use std::sync::Arc;

use crate::permission::Permission;
use crate::resource::Resource;
use crate::snapshot::AuthSnapshot;

use super::statement::Statement;
use super::{AuthzError, SnapshotReader};

/// Everything derived from the principal once per decision.
struct CheckContext<'a> {
    snapshot: &'a AuthSnapshot,
    principal: &'a str,
    effective: Vec<String>,
    superuser: bool,
}

impl<'a> CheckContext<'a> {
    fn new(snapshot: &'a AuthSnapshot, principal: &'a str) -> Self {
        // A role missing from the snapshot has been dropped; it inherits nothing.
        let effective = if snapshot.role(principal).is_some() {
            snapshot.effective_roles(principal)
        } else {
            Vec::new()
        };
        let superuser = effective
            .iter()
            .any(|r| snapshot.role(r).is_some_and(|role| role.is_superuser));

        Self {
            snapshot,
            principal,
            effective,
            superuser,
        }
    }

    /// Empty for a principal that no longer exists, so a dropped role is a
    /// member of nothing, itself included.
    fn is_member_of(&self, role: &str) -> bool {
        self.effective.iter().any(|r| r == role)
    }

    fn holds(&self, permission: Permission, resource: &Resource) -> bool {
        if self.superuser {
            return true;
        }
        resource.ancestors().any(|scope| {
            self.effective
                .iter()
                .any(|r| self.snapshot.permissions_of(r, &scope).contains(permission))
        })
    }

    fn require(&self, permission: Permission, resource: &Resource) -> Result<(), AuthzError> {
        if self.holds(permission, resource) {
            Ok(())
        } else {
            Err(unauthorized(self.principal, permission, resource))
        }
    }
}

fn unauthorized(principal: &str, permission: Permission, resource: &Resource) -> AuthzError {
    AuthzError::Unauthorized {
        role: principal.to_string(),
        permission,
        resource: resource.clone(),
    }
}

/// Decides whether a principal may act on a resource. Reads one snapshot per
/// call and performs no I/O.
pub struct Enforcer<R: SnapshotReader> {
    reader: Arc<R>,
}

impl<R: SnapshotReader> Enforcer<R> {
    pub fn new(reader: Arc<R>) -> Self {
        Self { reader }
    }

    pub fn reader(&self) -> &Arc<R> {
        &self.reader
    }

    pub fn authorize(
        &self,
        principal: &str,
        permission: Permission,
        resource: &Resource,
    ) -> Result<(), AuthzError> {
        let Some(snapshot) = self.reader.current() else {
            return Err(unauthorized(principal, permission, resource));
        };
        CheckContext::new(&snapshot, principal).require(permission, resource)
    }

    pub fn is_allowed(&self, principal: &str, permission: Permission, resource: &Resource) -> bool {
        self.authorize(principal, permission, resource).is_ok()
    }

    pub fn authorize_statement(
        &self,
        principal: &str,
        statement: &Statement,
    ) -> Result<(), AuthzError> {
        statement.validate()?;

        let Some(snapshot) = self.reader.current() else {
            if let Statement::AlterRole { role, properties } = statement
                && properties.superuser.is_some()
                && role == principal
            {
                return Err(AuthzError::SelfEscalationDenied);
            }
            return match statement.requirements().first() {
                Some(req) => Err(unauthorized(principal, req.permission, &req.resource)),
                None => Err(unauthorized(principal, Permission::Describe, &Resource::Cluster)),
            };
        };

        let ctx = CheckContext::new(&snapshot, principal);
        evaluate(&ctx, statement)
    }
}

fn evaluate(ctx: &CheckContext<'_>, statement: &Statement) -> Result<(), AuthzError> {
    match statement {
        Statement::AlterRole { role, properties } => {
            if properties.superuser.is_some() {
                if ctx.is_member_of(role) {
                    return Err(AuthzError::SelfEscalationDenied);
                }
                if !ctx.superuser {
                    return Err(AuthzError::SuperuserRequired("alter superuser status"));
                }
            }
            if role == ctx.principal && ctx.is_member_of(role) && properties.only_password() {
                return Ok(());
            }
        }
        Statement::ListRoles { of: Some(role) } | Statement::ListPermissions { of: Some(role), .. }
            if ctx.is_member_of(role) =>
        {
            return Ok(());
        }
        _ => {}
    }

    for req in statement.requirements() {
        ctx.require(req.permission, &req.resource)?;
    }

    match statement {
        Statement::CreateRole { properties, .. }
            if properties.superuser == Some(true) && !ctx.superuser =>
        {
            Err(AuthzError::SuperuserRequired(
                "create a role with superuser status",
            ))
        }
        Statement::DropRole { role }
            if !ctx.superuser
                && ctx.snapshot.role(role).is_some_and(|r| r.is_superuser) =>
        {
            Err(AuthzError::SuperuserRequired("drop a role with superuser status"))
        }
        _ => Ok(()),
    }
}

━━━━━━━━━━━━━━━━━━━━━━━━━━━━━━

Problem – Once you have found every line above holding the word "AuthSnapshot", copy those lines.

Written answer –
use crate::snapshot::AuthSnapshot;
    snapshot: &'a AuthSnapshot,
    fn new(snapshot: &'a AuthSnapshot, principal: &'a str) -> Self {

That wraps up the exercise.